Pernah menjabat Ketua Komite Sastra Dewan Kesenian Surabaya (DKS) Periode
1998-2003. Tulisan-tulisannya berupa crita cerkak (cerpen), artikel budaya, cerita
rakyat, cerita anak-anak, tersebar di berbagai media. Sedangkan sejumlah buku
karyanya, diantaranya: Kitir Tengah Wengi (1998). Crita Saka Tlatah Wetan
(guritan, 1999) Medhitasi Alang-Alang (kumpula guritan) 2004, Menak Sopal dan
Budaya Putih (cerita anak, Citra Jaya Murti, 1997), Crita Rakyat Saka Trenggalek
(Grasindo, 2008), dan kumpulan guritan “Bocah Cilik Diuber Srengenge”. (CDS,
2011), buku ceritera rakyat,”Dredah ing Padhepokan Sukma Ilang (Paramarta,
2013).”, serta puluhan antologi bersama, baik berupa guritan, puisi dan lain-lain.
Beberapa penghargaan diantaranya:
1. Juara I Naskah Guritan, Depdikbud Jawa Timur, 1996.
2. Buku kumpulan guritan “Layang Saka Paran” mendapatkan
penghargaan Sastra Rancage tahun 2000.
3. Juara I Naskah Dongeng Tingkat Nasional yang di adakan Sanggar
Sastra Jawa Yogyakarta (SSJY) 2002.
4. Penghargaan Seniman Berprestasi dari Gubernur Jawa Timur (2004),
kemudian dipercaya masuk Tim Penghargaan Seniman Jawa Timur
(2005-2008).
5. Juara 2 penulisan Cerpen Bernafaskan Panji, Dewan Kesenian Jatim-
Dewan Kesenian Jombang, tahun 2010.
6. Budang jurnalistik, karya tulisnya pernah mendapatkan Juara I
Jurnalistik Perkoperasian, Departemen koperasi Jawa Timur tahun
1993. Sedangkan karya tulis Jurnalistik Pariwisata Departemen
Pariwisatta Propinsi Jawa Timur, sejak tahun 2008-sampai sekarang
telah 5 kali mendapatkan kejuaraan.
Disamping sebagai penulis lepas bidang budaya juga sering dipercaya
sebagai pembicara atau pemakalah, pemateri workshop dongeng, guritan, dan juga
pengamat di berbagai lomba. Tinggal di Sukolegok, RT 13 RW 05, Desa Suko,
Kec. Sukodono, Kab. Sidoarjo. Email: [email protected], Telp. 031
7870475, HP.081803048066.
Lampiran 2: Bukti Wawancara Pengarang (Daftar Pertanyaan dan Jawaban)
1. Bagaimanakah latar belakang kepengarangan Bapak yang meliputi sejak
kapan mulai mengarang? Bentuk tulisan apa saja yang pernah dibuat?

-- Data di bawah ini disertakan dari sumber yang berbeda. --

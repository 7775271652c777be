pub mod panel;

pub use panel::*;
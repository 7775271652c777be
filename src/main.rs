#![allow(dead_code, unused_imports, unused_variables)]

use rescache::config::Config;
use rescache::scheduler;
use rescache::server::api;
use rescache::RescacheEngine;

// ========================================
// MAIN ENTRY POINT
// ========================================

#[tokio::main]
async fn main() {
    let config = Config::global();

    tracing_subscriber::fmt()
        .with_env_filter(
            tracing_subscriber::EnvFilter::try_from_default_env()
                .unwrap_or_else(|_| tracing_subscriber::EnvFilter::new(&config.server.log_level)),
        )
        .init();

    tracing::info!("🚀 rescache starting...");
    tracing::info!("Panel API URL: {}", config.panel.api_url);
    tracing::info!("Update interval: {} minutes", config.scheduler.update_interval_mins);

    let engine = RescacheEngine::new(config);

    if config.scheduler.user_ids.is_empty() {
        tracing::info!("No USER_IDS defined, background updates disabled. Only on-demand updates will be processed.");
    } else {
        scheduler::spawn_refresh_loops(engine.resources.clone(), &config.scheduler);
    }

    api::start_api_server(engine, &config.server.host, config.server.port).await;
}
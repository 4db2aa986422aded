use crate::store::ApplicationStore;
use anyhow::Result;
use chrono::{DateTime, Duration, Utc};
use serde::Serialize;
use std::sync::Arc;

#[derive(Debug, Clone, PartialEq, Eq, Serialize)]
pub struct RateLimitInfo {
    pub can_submit: bool,
    pub recent_count: usize,
    pub limit_minutes: u32,
    pub next_allowed: Option<DateTime<Utc>>,
}

/// Trailing-window check recomputed from stored applications on every call.
///
/// The check and the later insert are not atomic: two submissions racing within the
/// same instant can both pass.
pub struct RateLimiter {
    store: Arc<dyn ApplicationStore>,
}

impl RateLimiter {
    pub fn new(store: Arc<dyn ApplicationStore>) -> Self {
        Self { store }
    }

    /// `true` when no application with this phone or IP was created in the last `window_minutes`.
    pub fn allowed(&self, identifier: &str, window_minutes: u32) -> Result<bool> {
        self.allowed_at(identifier, window_minutes, Utc::now())
    }

    pub fn allowed_at(
        &self,
        identifier: &str,
        window_minutes: u32,
        now: DateTime<Utc>,
    ) -> Result<bool> {
        let recent = self.recent(identifier, window_minutes, now)?;
        Ok(recent.is_empty())
    }

    pub fn info(&self, identifier: &str, window_minutes: u32) -> Result<RateLimitInfo> {
        let recent = self.recent(identifier, window_minutes, Utc::now())?;
        let next_allowed = recent
            .iter()
            .max()
            .map(|latest| *latest + window(window_minutes));

        Ok(RateLimitInfo {
            can_submit: recent.is_empty(),
            recent_count: recent.len(),
            limit_minutes: window_minutes,
            next_allowed,
        })
    }

    fn recent(
        &self,
        identifier: &str,
        window_minutes: u32,
        now: DateTime<Utc>,
    ) -> Result<Vec<DateTime<Utc>>> {
        if window_minutes == 0 {
            return Ok(Vec::new());
        }
        let cutoff = now - window(window_minutes);
        let recent = self.store.recent_submissions(identifier, cutoff)?;
        Ok(recent.into_iter().filter(|ts| *ts <= now).collect())
    }
}

fn window(minutes: u32) -> Duration {
    Duration::minutes(i64::from(minutes))
}

#[cfg(test)]
mod tests {
    use super::*;
    use crate::models::NewApplication;
    use crate::store::SqliteStore;

    fn seeded_store(created_at: DateTime<Utc>) -> Arc<SqliteStore> {
        let store = Arc::new(SqliteStore::open_in_memory().unwrap());
        store
            .insert_at(
                &NewApplication {
                    name: "Иван Иванов".to_string(),
                    phone: "+79001234567".to_string(),
                    email: None,
                    service_type: None,
                    message: None,
                    ip_address: "10.0.0.1".to_string(),
                },
                created_at,
            )
            .unwrap();
        store
    }

    #[test]
    fn test_blocks_within_window() {
        let now = Utc::now();
        let limiter = RateLimiter::new(seeded_store(now - Duration::minutes(3)));

        assert!(!limiter.allowed_at("+79001234567", 15, now).unwrap());
        assert!(!limiter.allowed_at("10.0.0.1", 15, now).unwrap());
        assert!(limiter.allowed_at("+79007654321", 15, now).unwrap());
        assert!(limiter.allowed_at("10.0.0.2", 15, now).unwrap());
    }

    #[test]
    fn test_allows_after_window_expires() {
        let created = Utc::now();
        let limiter = RateLimiter::new(seeded_store(created));

        assert!(!limiter
            .allowed_at("+79001234567", 15, created + Duration::minutes(14))
            .unwrap());
        assert!(limiter
            .allowed_at("+79001234567", 15, created + Duration::minutes(16))
            .unwrap());
    }

    #[test]
    fn test_zero_window_disables_limit() {
        let now = Utc::now();
        let limiter = RateLimiter::new(seeded_store(now));
        assert!(limiter.allowed_at("+79001234567", 0, now).unwrap());
    }

    #[test]
    fn test_info_reports_next_allowed() {
        let created = Utc::now() - Duration::minutes(5);
        let limiter = RateLimiter::new(seeded_store(created));

        let info = limiter.info("+79001234567", 15).unwrap();
        assert!(!info.can_submit);
        assert_eq!(info.recent_count, 1);
        assert_eq!(info.limit_minutes, 15);
        let next = info.next_allowed.unwrap();
        let expected = created + Duration::minutes(15);
        assert!((next - expected).num_milliseconds().abs() < 1);

        let clear = limiter.info("+79000000000", 15).unwrap();
        assert!(clear.can_submit);
        assert!(clear.next_allowed.is_none());
    }
}
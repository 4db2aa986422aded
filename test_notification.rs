use chrono::Utc;
use vip_leads::notifier::Notifier;
use vip_leads::{Application, ApplicationStatus, Config};

#[tokio::main]
async fn main() -> anyhow::Result<()> {
    env_logger::Builder::from_default_env()
        .filter_level(log::LevelFilter::Info)
        .init();

    let path = std::env::args()
        .nth(1)
        .unwrap_or_else(|| "/etc/vip-leads.yaml".to_string());
    println!("🧪 Sending test notification using {path}");

    let mut config = Config::from_file(&path)?;
    for problem in config.apply_env_overrides() {
        log::warn!("{problem}");
    }

    let notifier = Notifier::from_config(&config);
    if notifier.channel_names().is_empty() {
        println!("❌ No notification channels are configured");
        return Ok(());
    }

    let sample = Application {
        id: 0,
        name: "Тестовая заявка".to_string(),
        phone: "+79000000000".to_string(),
        email: Some("test@example.com".to_string()),
        service_type: Some("other".to_string()),
        message: Some("Проверка уведомлений".to_string()),
        ip_address: "127.0.0.1".to_string(),
        created_at: Utc::now(),
        status: ApplicationStatus::New,
    };

    let report = notifier.notify(&sample).await;
    for (channel, delivery) in &report.deliveries {
        println!("   {channel}: {delivery:?}");
    }
    println!("✅ {} sent, {} failed", report.sent(), report.failed());

    Ok(())
}
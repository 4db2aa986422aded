use super::{format, NotificationChannel};
use crate::config::TelegramConfig;
use crate::models::Application;
use anyhow::{Context, Result};
use async_trait::async_trait;
use reqwest::Client;
use serde::Serialize;
use std::time::Duration;
use url::Url;

const DEFAULT_API_BASE: &str = "https://api.telegram.org";
const DEFAULT_TIMEOUT_SECONDS: u64 = 10;

#[derive(Debug, Serialize)]
struct SendMessage<'a> {
    chat_id: &'a str,
    text: &'a str,
    parse_mode: &'a str,
}

/// Posts new applications to a chat through the bot API `sendMessage` method.
pub struct TelegramChannel {
    client: Client,
    endpoint: Url,
    chat_id: String,
    parse_mode: String,
}

impl TelegramChannel {
    /// `Ok(None)` when the token or chat id is missing, so the channel stays disabled.
    pub fn from_config(config: &TelegramConfig) -> Result<Option<Self>> {
        let (token, chat_id) = match (
            config.bot_token.as_deref().filter(|t| !t.is_empty()),
            config.chat_id.as_deref().filter(|c| !c.is_empty()),
        ) {
            (Some(token), Some(chat_id)) => (token, chat_id),
            _ => return Ok(None),
        };

        let base = config.api_base.as_deref().unwrap_or(DEFAULT_API_BASE);
        // A trailing slash keeps any path prefix on the base (e.g. a proxy mount) in the join
        let base = format!("{}/", base.trim_end_matches('/'));
        let endpoint = Url::parse(&base)
            .and_then(|base| base.join(&format!("./bot{token}/sendMessage")))
            .with_context(|| format!("Invalid chat API base URL: {base}"))?;

        let timeout = config.timeout_seconds.unwrap_or(DEFAULT_TIMEOUT_SECONDS);
        let client = Client::builder()
            .timeout(Duration::from_secs(timeout))
            .user_agent(concat!("vip-leads/", env!("CARGO_PKG_VERSION")))
            .build()
            .context("Failed to build chat API client")?;

        Ok(Some(Self {
            client,
            endpoint,
            chat_id: chat_id.to_string(),
            parse_mode: config
                .parse_mode
                .clone()
                .unwrap_or_else(|| "HTML".to_string()),
        }))
    }
}

#[async_trait]
impl NotificationChannel for TelegramChannel {
    fn name(&self) -> &str {
        "telegram"
    }

    async fn send(&self, application: &Application) -> Result<()> {
        let text = format::chat_message(application);
        let payload = SendMessage {
            chat_id: &self.chat_id,
            text: &text,
            parse_mode: &self.parse_mode,
        };

        self.client
            .post(self.endpoint.clone())
            .json(&payload)
            .send()
            .await
            .context("chat API request failed")?
            .error_for_status()
            .context("chat API rejected the message")?;

        Ok(())
    }
}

Jawaban: Sejak SMP tahun 80-an saya mulai belajar menulis di awali
dari cerita anak-anak, karena orang tua berlanggan majalah berbahasa
Jawa, saya belajar menulis guritan dan crita remaja. Baru tahun 1996
ketika kuliah di Surabaya karya berupa guritan, crita cerkak, cerita anak,
artikel budaya dimuat di berbagai media bahasa Jawa dan Indonesia.

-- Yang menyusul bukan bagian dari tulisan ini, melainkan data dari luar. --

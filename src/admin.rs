use crate::config::AdminConfig;
use base64::engine::general_purpose::STANDARD;
use base64::Engine;
use constant_time_eq::constant_time_eq;
use pbkdf2::pbkdf2_hmac;
use rand::RngCore;
use sha2::Sha256;

const PBKDF2_ROUNDS: u32 = 100_000;
const DIGEST_LEN: usize = 32;

fn derive(password: &str, salt: &str) -> String {
    let mut digest = [0u8; DIGEST_LEN];
    pbkdf2_hmac::<Sha256>(password.as_bytes(), salt.as_bytes(), PBKDF2_ROUNDS, &mut digest);
    hex::encode(digest)
}

/// Produce a `<salt>$<digest>` PBKDF2-HMAC-SHA256 string for the admin password setting.
/// The salt is 32 hex characters, used as ASCII bytes.
pub fn hash_password(password: &str) -> String {
    let mut salt = [0u8; 16];
    rand::thread_rng().fill_bytes(&mut salt);
    let salt = hex::encode(salt);
    format!("{salt}${}", derive(password, &salt))
}

/// Check a password against a stored `<salt>$<digest>` hash. Values without a `$` are
/// treated as plain text.
pub fn verify_password(password: &str, stored: &str) -> bool {
    match stored.split_once('$') {
        Some((salt, expected)) if !salt.is_empty() && !expected.contains('$') => {
            let expected = expected.to_ascii_lowercase();
            constant_time_eq(derive(password, salt).as_bytes(), expected.as_bytes())
        }
        Some(_) => {
            log::warn!("Unsupported admin password hash format; expected <salt>$<hex digest>");
            false
        }
        None => constant_time_eq(password.as_bytes(), stored.as_bytes()),
    }
}

#[derive(Debug, Clone, PartialEq, Eq)]
pub enum AuthOutcome {
    Granted,
    /// No `Authorization` header was sent
    Missing,
    Denied { username: String },
    /// Admin credentials are not configured, so nobody can log in
    Disabled,
}

/// Per-request HTTP Basic check against the configured admin account.
#[derive(Debug, Clone, Default)]
pub struct AdminAuth {
    credentials: Option<(String, String)>,
}

impl AdminAuth {
    pub fn from_config(config: Option<&AdminConfig>) -> Self {
        let credentials = config.and_then(|c| match (&c.username, &c.password) {
            (Some(user), Some(password)) if !user.is_empty() && !password.is_empty() => {
                Some((user.clone(), password.clone()))
            }
            _ => None,
        });
        Self { credentials }
    }

    pub fn is_enabled(&self) -> bool {
        self.credentials.is_some()
    }

    pub fn check(&self, authorization: Option<&str>) -> AuthOutcome {
        let Some((expected_user, stored_password)) = &self.credentials else {
            return AuthOutcome::Disabled;
        };
        let Some(header) = authorization else {
            return AuthOutcome::Missing;
        };
        let Some((username, password)) = parse_basic(header) else {
            return AuthOutcome::Denied {
                username: String::new(),
            };
        };

        let user_ok = constant_time_eq(username.as_bytes(), expected_user.as_bytes());
        let password_ok = verify_password(&password, stored_password);
        if user_ok && password_ok {
            AuthOutcome::Granted
        } else {
            AuthOutcome::Denied { username }
        }
    }
}

fn parse_basic(header: &str) -> Option<(String, String)> {
    let (scheme, encoded) = header.trim().split_once(' ')?;
    if !scheme.eq_ignore_ascii_case("basic") {
        return None;
    }
    let decoded = STANDARD.decode(encoded.trim()).ok()?;
    let decoded = String::from_utf8(decoded).ok()?;
    let (username, password) = decoded.split_once(':')?;
    Some((username.to_string(), password.to_string()))
}
use clap::{Arg, Command};
use log::LevelFilter;
use std::process;
use std::str::FromStr;
use vip_leads::admin::{hash_password, AdminAuth};
use vip_leads::notifier::Notifier;
use vip_leads::store::{ApplicationStore, SqliteStore};
use vip_leads::Config;

#[tokio::main]
async fn main() {
    let matches = Command::new("vip-leads")
        .version(env!("CARGO_PKG_VERSION"))
        .about("Lead capture service for the law firm website")
        .long_about(
            "VIP Leads - accepts contact form applications, filters duplicates and notifies the office:\n\
             • Validation of name, phone, email and message fields\n\
             • Per-phone and per-IP submission window\n\
             • SQLite storage with an admin review API\n\
             • Optional email and Telegram alerts for every new application",
        )
        .arg(
            Arg::new("config")
                .short('c')
                .long("config")
                .value_name("FILE")
                .help("Configuration file path")
                .default_value("/etc/vip-leads.yaml"),
        )
        .arg(
            Arg::new("generate-config")
                .long("generate-config")
                .value_name("FILE")
                .help("Generate an example configuration file")
                .action(clap::ArgAction::Set),
        )
        .arg(
            Arg::new("test-config")
                .long("test-config")
                .help("Check the configuration and show which notification channels are enabled")
                .action(clap::ArgAction::SetTrue),
        )
        .arg(
            Arg::new("stats")
                .long("stats")
                .help("Show application counters")
                .action(clap::ArgAction::SetTrue),
        )
        .arg(
            Arg::new("hash-password")
                .long("hash-password")
                .value_name("PASSWORD")
                .help("Print a hash of PASSWORD for the admin.password setting")
                .action(clap::ArgAction::Set),
        )
        .arg(
            Arg::new("verbose")
                .short('v')
                .long("verbose")
                .help("Enable verbose logging")
                .action(clap::ArgAction::SetTrue),
        )
        .get_matches();

    if let Some(password) = matches.get_one::<String>("hash-password") {
        println!("{}", hash_password(password));
        return;
    }

    if let Some(generate_path) = matches.get_one::<String>("generate-config") {
        generate_default_config(generate_path);
        return;
    }

    let config_path = matches
        .get_one::<String>("config")
        .map(String::as_str)
        .unwrap_or("/etc/vip-leads.yaml");
    let (config, notes) = match load_config(config_path) {
        Ok(loaded) => loaded,
        Err(e) => {
            eprintln!("Error loading configuration: {e}");
            process::exit(1);
        }
    };

    // Initialize logger: --verbose wins, then the configured level
    let log_level = if matches.get_flag("verbose") {
        LevelFilter::Debug
    } else {
        config
            .logging
            .as_ref()
            .and_then(|l| LevelFilter::from_str(&l.level).ok())
            .unwrap_or(LevelFilter::Info)
    };

    env_logger::Builder::from_default_env()
        .filter_level(log_level)
        .init();

    // Reported only now so they reach the logger
    for note in &notes {
        log::warn!("{note}");
    }

    if matches.get_flag("test-config") {
        test_config(&config);
        return;
    }

    if matches.get_flag("stats") {
        show_stats(&config);
        return;
    }

    log::info!(
        "Starting VIP Leads v{} (database: {}, submission window: {} minutes)",
        env!("CARGO_PKG_VERSION"),
        config.database.path,
        config.submissions.limit_minutes
    );

    if let Err(e) = vip_leads::server::run(&config).await {
        log::error!("Server error: {e:#}");
        process::exit(1);
    }
}

/// Load the file (or defaults) and apply environment overrides. Problems are returned
/// rather than logged because the logger depends on the loaded level.
fn load_config(path: &str) -> anyhow::Result<(Config, Vec<String>)> {
    let mut notes = Vec::new();
    let mut config = if std::path::Path::new(path).exists() {
        Config::from_file(path)?
    } else {
        notes.push(format!(
            "Configuration file '{path}' not found, using default configuration"
        ));
        Config::default()
    };
    notes.extend(config.apply_env_overrides());
    Ok((config, notes))
}

fn generate_default_config(path: &str) {
    let config = Config::example();
    match config.to_file(path) {
        Ok(()) => {
            println!("Example configuration written to: {path}");
            println!("Please edit the configuration file to suit your needs.");
        }
        Err(e) => {
            eprintln!("Error writing configuration file: {e}");
            process::exit(1);
        }
    }
}

fn test_config(config: &Config) {
    println!("🔍 Testing configuration...");
    println!();
    println!("Bind address: {}", config.server.bind_address);
    println!("Database: {}", config.database.path);
    println!(
        "Submission window: {} minutes, message limit: {} characters",
        config.submissions.limit_minutes, config.submissions.max_message_length
    );

    let notifier = Notifier::from_config(config);
    let channels = notifier.channel_names();
    if channels.is_empty() {
        println!("Notification channels: none (applications are stored only)");
    } else {
        println!("Notification channels: {}", channels.join(", "));
    }

    println!("Admin API: {}", admin_status(config));

    match SqliteStore::open(&config.database.path).and_then(|store| store.ping()) {
        Ok(()) => println!("✅ Configuration validated"),
        Err(e) => {
            println!("❌ Database check failed: {e:#}");
            process::exit(1);
        }
    }
}

/// Same rule the server applies: blank usernames or passwords leave the API disabled.
fn admin_status(config: &Config) -> &'static str {
    if AdminAuth::from_config(config.admin.as_ref()).is_enabled() {
        "enabled"
    } else {
        "disabled"
    }
}

fn show_stats(config: &Config) {
    let store = match SqliteStore::open(&config.database.path) {
        Ok(store) => store,
        Err(e) => {
            println!("❌ Failed to access applications database: {e:#}");
            process::exit(1);
        }
    };

    match store.stats() {
        Ok(stats) => {
            println!("📊 Application Statistics");
            println!("═══════════════════════════════════════");
            println!("  Total: {}", stats.total);
            println!("  ├─ New: {}", stats.new);
            println!("  └─ Processed: {}", stats.processed);
        }
        Err(e) => {
            println!("❌ Failed to get statistics: {e:#}");
            process::exit(1);
        }
    }
}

2. Sejak kapan guritan Medhitasi Alang-Alang ini ditulis?
Jawaban:Guritan dalam kumpulan Medhitasi Alang-Alangmerupakan
guritan yang bertitimangs atau ditulis tahun 200-2004.

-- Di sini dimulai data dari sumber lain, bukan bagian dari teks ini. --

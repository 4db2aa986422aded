use crate::admin::{AdminAuth, AuthOutcome};
use crate::config::Config;
use crate::models::ApplicationStatus;
use crate::notifier::Notifier;
use crate::pipeline::{Acknowledgement, SubmissionError, SubmissionPipeline};
use crate::store::{ApplicationStore, SqliteStore};
use crate::validation::RawSubmission;
use anyhow::{Context, Result};
use axum::extract::rejection::{FormRejection, JsonRejection};
use axum::extract::{ConnectInfo, DefaultBodyLimit, Path, Query, State};
use axum::http::{header, HeaderMap, StatusCode};
use axum::response::{IntoResponse, Response};
use axum::routing::{get, post};
use axum::{Form, Json, Router};
use chrono::Utc;
use log::{error, info, warn};
use serde::Deserialize;
use serde_json::json;
use std::net::SocketAddr;
use std::sync::Arc;
use tokio::net::TcpListener;

const ADMIN_PAGE_SIZE: u32 = 20;

#[derive(Clone)]
pub struct AppState {
    pub pipeline: Arc<SubmissionPipeline>,
    pub store: Arc<dyn ApplicationStore>,
    pub admin: Arc<AdminAuth>,
    pub trust_proxy_headers: bool,
}

impl AppState {
    pub fn from_config(config: &Config, store: Arc<dyn ApplicationStore>) -> Self {
        let notifier = Notifier::from_config(config);
        Self {
            pipeline: Arc::new(SubmissionPipeline::new(
                &config.submissions,
                store.clone(),
                notifier,
            )),
            store,
            admin: Arc::new(AdminAuth::from_config(config.admin.as_ref())),
            trust_proxy_headers: config.server.trust_proxy_headers,
        }
    }
}

pub fn build_router(state: AppState, max_body_bytes: usize) -> Router {
    Router::new()
        .route(
            "/api/v1/applications",
            post(submit_json).get(list_applications),
        )
        .route("/api/v1/applications/:id", get(get_application))
        .route("/api/v1/applications/:id/process", post(process_application))
        .route("/api/v1/admin/stats", get(admin_stats))
        .route("/api/v1/health", get(health))
        .route("/api/v1/status", get(status))
        .route("/contacts", post(submit_form))
        .layer(DefaultBodyLimit::max(max_body_bytes))
        .with_state(state)
}

/// Serve `router` on an already bound listener, exposing peer addresses to handlers.
pub async fn serve(listener: TcpListener, router: Router) -> Result<()> {
    axum::serve(
        listener,
        router.into_make_service_with_connect_info::<SocketAddr>(),
    )
    .with_graceful_shutdown(shutdown_signal())
    .await
    .context("HTTP server error")?;
    Ok(())
}

pub async fn run(config: &Config) -> Result<()> {
    let store: Arc<dyn ApplicationStore> = Arc::new(SqliteStore::open(&config.database.path)?);
    let state = AppState::from_config(config, store);
    if !state.admin.is_enabled() {
        warn!("Admin credentials are not configured; admin API is disabled");
    }

    let router = build_router(state, config.server.max_body_bytes);
    let listener = TcpListener::bind(&config.server.bind_address)
        .await
        .with_context(|| format!("Failed to bind {}", config.server.bind_address))?;
    info!("Listening on {}", config.server.bind_address);

    serve(listener, router).await
}

async fn shutdown_signal() {
    if let Err(e) = tokio::signal::ctrl_c().await {
        error!("Failed to listen for shutdown signal: {e}");
        std::future::pending::<()>().await;
    }
    info!("Shutdown signal received, stopping server");
}

/// First X-Forwarded-For hop, then X-Real-IP, then the socket peer.
fn client_ip(headers: &HeaderMap, peer: SocketAddr, trust_proxy_headers: bool) -> String {
    if trust_proxy_headers {
        let forwarded = headers
            .get("x-forwarded-for")
            .and_then(|v| v.to_str().ok())
            .and_then(|v| v.split(',').next())
            .map(str::trim)
            .filter(|v| !v.is_empty());
        let real_ip = headers
            .get("x-real-ip")
            .and_then(|v| v.to_str().ok())
            .map(str::trim)
            .filter(|v| !v.is_empty());
        if let Some(ip) = forwarded.or(real_ip) {
            return ip.to_string();
        }
    }
    peer.ip().to_string()
}

fn error_body(status: StatusCode, message: &str) -> Response {
    (status, Json(json!({ "success": false, "error": message }))).into_response()
}

async fn submit_json(
    State(state): State<AppState>,
    ConnectInfo(peer): ConnectInfo<SocketAddr>,
    headers: HeaderMap,
    payload: Result<Json<RawSubmission>, JsonRejection>,
) -> Response {
    let Json(raw) = match payload {
        Ok(payload) => payload,
        Err(e) => {
            warn!("Rejecting submission: unreadable JSON body: {e}");
            return error_body(StatusCode::BAD_REQUEST, "No data provided");
        }
    };
    let ip = client_ip(&headers, peer, state.trust_proxy_headers);
    submission_response(state.pipeline.submit(&raw, &ip).await)
}

async fn submit_form(
    State(state): State<AppState>,
    ConnectInfo(peer): ConnectInfo<SocketAddr>,
    headers: HeaderMap,
    payload: Result<Form<RawSubmission>, FormRejection>,
) -> Response {
    let Form(raw) = match payload {
        Ok(payload) => payload,
        Err(e) => {
            warn!("Rejecting submission: unreadable form body: {e}");
            return error_body(StatusCode::BAD_REQUEST, "No data provided");
        }
    };
    let ip = client_ip(&headers, peer, state.trust_proxy_headers);
    submission_response(state.pipeline.submit(&raw, &ip).await)
}

fn submission_response(result: Result<Acknowledgement, SubmissionError>) -> Response {
    let err = match result {
        Ok(ack) => {
            return (
                StatusCode::CREATED,
                Json(json!({ "success": true, "id": ack.id, "message": ack.message })),
            )
                .into_response()
        }
        Err(err) => err,
    };

    let message = err.user_message();
    match err {
        SubmissionError::Invalid(errors) => (
            StatusCode::BAD_REQUEST,
            Json(json!({
                "success": false,
                "error": message,
                "errors": errors.by_field(),
            })),
        )
            .into_response(),
        SubmissionError::RateLimited { .. } => error_body(StatusCode::TOO_MANY_REQUESTS, &message),
        SubmissionError::Storage(_) => (
            StatusCode::INTERNAL_SERVER_ERROR,
            Json(json!({
                "success": false,
                "error": "Internal server error",
                "message": message,
            })),
        )
            .into_response(),
    }
}

/// Request-scoped admin check; the `Err` side is the response to send back.
fn authorize(
    state: &AppState,
    headers: &HeaderMap,
    peer: SocketAddr,
) -> Result<(), Response> {
    let authorization = headers
        .get(header::AUTHORIZATION)
        .and_then(|v| v.to_str().ok());

    match state.admin.check(authorization) {
        AuthOutcome::Granted => Ok(()),
        outcome => {
            match outcome {
                AuthOutcome::Denied { username } => warn!(
                    "Security event: failed_login - Failed login attempt for username: {username} from IP: {}",
                    client_ip(headers, peer, state.trust_proxy_headers)
                ),
                AuthOutcome::Disabled => {
                    warn!("Admin API requested but admin credentials are not configured")
                }
                _ => {}
            }
            let mut response = error_body(StatusCode::UNAUTHORIZED, "Authentication required");
            response.headers_mut().insert(
                header::WWW_AUTHENTICATE,
                header::HeaderValue::from_static("Basic realm=\"admin\""),
            );
            Err(response)
        }
    }
}

fn internal_error(context: &str, e: anyhow::Error) -> Response {
    error!("{context}: {e:#}");
    error_body(StatusCode::INTERNAL_SERVER_ERROR, "Internal server error")
}

#[derive(Debug, Deserialize)]
struct ListParams {
    status: Option<String>,
    page: Option<u32>,
}

async fn list_applications(
    State(state): State<AppState>,
    ConnectInfo(peer): ConnectInfo<SocketAddr>,
    headers: HeaderMap,
    Query(params): Query<ListParams>,
) -> Response {
    if let Err(response) = authorize(&state, &headers, peer) {
        return response;
    }

    let status = match params.status.as_deref().filter(|s| !s.is_empty()) {
        Some(raw) => match raw.parse::<ApplicationStatus>() {
            Ok(status) => Some(status),
            Err(_) => return error_body(StatusCode::BAD_REQUEST, "Unknown status filter"),
        },
        None => None,
    };

    match state
        .store
        .list(status, params.page.unwrap_or(1), ADMIN_PAGE_SIZE)
    {
        Ok(page) => Json(page).into_response(),
        Err(e) => internal_error("Error listing applications", e),
    }
}

async fn get_application(
    State(state): State<AppState>,
    ConnectInfo(peer): ConnectInfo<SocketAddr>,
    headers: HeaderMap,
    Path(id): Path<i64>,
) -> Response {
    if let Err(response) = authorize(&state, &headers, peer) {
        return response;
    }

    match state.store.get(id) {
        Ok(Some(application)) => Json(application).into_response(),
        Ok(None) => error_body(StatusCode::NOT_FOUND, "Application not found"),
        Err(e) => internal_error("Error loading application", e),
    }
}

async fn process_application(
    State(state): State<AppState>,
    ConnectInfo(peer): ConnectInfo<SocketAddr>,
    headers: HeaderMap,
    Path(id): Path<i64>,
) -> Response {
    if let Err(response) = authorize(&state, &headers, peer) {
        return response;
    }

    match state.store.mark_processed(id) {
        Ok(Some(application)) => {
            info!("Application #{id} marked as processed");
            Json(application).into_response()
        }
        Ok(None) => error_body(StatusCode::NOT_FOUND, "Application not found"),
        Err(e) => internal_error("Error updating application", e),
    }
}

async fn admin_stats(
    State(state): State<AppState>,
    ConnectInfo(peer): ConnectInfo<SocketAddr>,
    headers: HeaderMap,
) -> Response {
    if let Err(response) = authorize(&state, &headers, peer) {
        return response;
    }

    match state.store.stats() {
        Ok(stats) => Json(stats).into_response(),
        Err(e) => internal_error("Error computing application stats", e),
    }
}

async fn health(State(state): State<AppState>) -> Response {
    let database = match state.store.ping() {
        Ok(()) => "healthy".to_string(),
        Err(e) => format!("unhealthy: {e}"),
    };

    Json(json!({
        "status": "ok",
        "timestamp": Utc::now().to_rfc3339(),
        "version": env!("CARGO_PKG_VERSION"),
        "services": { "database": database },
    }))
    .into_response()
}

async fn status(State(state): State<AppState>) -> Response {
    match state.store.stats() {
        Ok(stats) => Json(json!({
            "status": "ok",
            "timestamp": Utc::now().to_rfc3339(),
            "database_stats": { "applications": stats.total },
        }))
        .into_response(),
        Err(e) => {
            error!("Status check failed: {e:#}");
            (
                StatusCode::INTERNAL_SERVER_ERROR,
                Json(json!({
                    "status": "error",
                    "error": "Internal server error",
                    "timestamp": Utc::now().to_rfc3339(),
                })),
            )
                .into_response()
        }
    }
}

3. Mengapa antologi guritan tersebut diberi judul Medhitasi alang-Alang?
Jawaban:Judul Medhitasi Alang-Alang mengambil salah satu judul
guritan yang ada di buku ini.
4. Apakah makna harfiah dari judul Medhitasi Alang-Alang tersebut?
Jawaban: Secara harfiah makna Medhitasi Alang-Alang adalah
menenangkan diri untuk merenungkan makna keteguhan tumbuhan ilalang
yang terus bertahan hidup meskipun banyak cobaan, ditebang, dibakar,
diinjak, tapi tetap bertahan hidup.
5. Apakah makna simbolis dari judul Medhitasi Alang-Alang?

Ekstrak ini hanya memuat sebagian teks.